River herring swim upstream (photo: Gerry Beetham)

While we all puzzle out the complexities of social distancing, natural phenomena that happen every spring are unfolding all around, including the migration of river herring.

Since 2007, Harwich Conservation Trust (HCT) volunteers have counted migratory river herring at the headwaters of the seven mile long Herring River in Harwich. Each spring, more than 60 HCT volunteers participate in this citizen science project to gather population data on blueback and alewife herring. These species share a unique life history by living their adult lives in the ocean, and migrating to spawn in freshwater ponds and rivers throughout New England, a reproductive adaptation that fisheries biologists refer to as “anadromous.”

“The return of river herring is a sure sign of spring. For more than a dozen years, HCT volunteers have been counting migrating fish with a goal of restoring herring abundance someday. Unfortunately, the upcoming 2020 Harwich Herring Count has been cancelled, but it was the right decision to ensure we follow public health guidelines around social distancing,” said Michael Lach, HCT Executive Director.

“The HCT volunteer herring count is an important piece of the “herring puzzle” that seems to change every year.  Although we will miss this year’s HCT count, I fully envision HCT volunteer participation in 2021,” said Heinz Proft, Director of Town of Harwich Dept. of Natural Resources.

Johnson’s Flume herring ladder (photo: Janet DiMattia)

“Fortunately the Division of Marine Fisheries installed the electronic fish counter at the Johnson’s flume fish ladder off Depot Street. Fish have started to arrive, but once the weather gets a bit warmer the run should be in full swing for the months of April and May.  We experienced the largest run in the State last year.  The state moratorium on the taking and possession of river herring is also still in place,” said Proft.

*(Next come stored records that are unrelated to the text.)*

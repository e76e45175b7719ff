pub mod config;
pub mod error;
pub mod http;
pub mod logging;
pub mod network;
pub mod reactor;
pub mod server;
pub mod server_internals;
pub mod thread_pool;
pub mod utils;
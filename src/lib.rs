pub mod library;

pub use library::{
    config::{IdleSweep, LoopConfig, ServerConfig},
    error::{ReactorError, Result},
    http::{
        request::{HttpRequest, Method, Version},
        response::{HttpResponse, StatusCode},
        server::{HttpServer, HttpService},
    },
    logging::{FileSink, LogConfig, LogSink, Logger, StderrSink},
    network::connection::{Connection, ConnectionHandle},
    reactor::event_loop::{EventLoop, LoopHandle},
    server::{ServerHandle, TcpServer},
    thread_pool::{PoolConfig, ThreadPool},
};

The Harwich Herring Count was originally spawned into action by a steep decline of river herring state-wide due to habitat degradation and overharvesting, and the subsequent state-mandated moratorium in 2006 on the taking, possession, or sale of river herring. The recovery of river herring is very important not only for freshwater ecosystems like rivers and ponds, but also for the ocean ecosystem since herring are food a variety of other species including commercially and recreationally caught fish like bluefish and striped bass.

The Herring Count typically occurs between April 1 and June 1. How does it work? Volunteers visit the counting location at regular intervals for as little as 10 minutes per day to watch how many herring pass from the Herring River into its headwaters at Hinckley’s Pond. Thanks to the information collected by HCT volunteers, the Massachusetts Division of Marine Fisheries (DMF) then estimates the relative number of fish in the herring run to better evaluate population health, and hopefully recover the fishery at some point.

HCT’s data has led to DMF and the Town Natural Resources Dept. installing an electronic fish counter at a different location on the Herring River. This fish counter recorded 1,223,211 fish passing in 2019, the biggest herring run in the state. Last year, the HCT-led volunteer Herring Count provided data which resulted in a herring run size estimate of 69,680. The difference in orders of magnitude between these numbers brings up interesting research questions about timing of migration and where the herring are spawning.

In support of the Herring Count and the overarching goal of restoring river herring abundance, HCT continues to partner with the Association to Preserve Cape Cod, Cape Cod Commercial Fishermen’s Alliance, and the Town of Harwich Department of Natural Resources.

“HCT organizes volunteer citizen science projects to provide us with scientific data that support our mission of preserving priority lands that protect woods, water, wildlife and our shared quality of life,” said Tyler Maikath, HCT’s Outreach and Stewardship Coordinator. “We continue to focus our land protection efforts on watershed properties including those that protect water quality and provide habitat for river herring and other wildlife. We can’t thank our volunteers enough for their shared dedication over the years to protecting river herring. We look forward to resuming the count next year,” said Maikath.

Feisty herring (photo: Janet DiMattia)

After the stay-at-home advisory lifts, if you would like to try seeing herring swimming upstream, then visit the Town herring ladder on the West Reservoir accessed off Depot Street in West Harwich. For driving directions, please follow the directions for the West Trailhead at Bell’s Neck, which can be found by clicking here.

As always, thank you for your enduring support of HCT.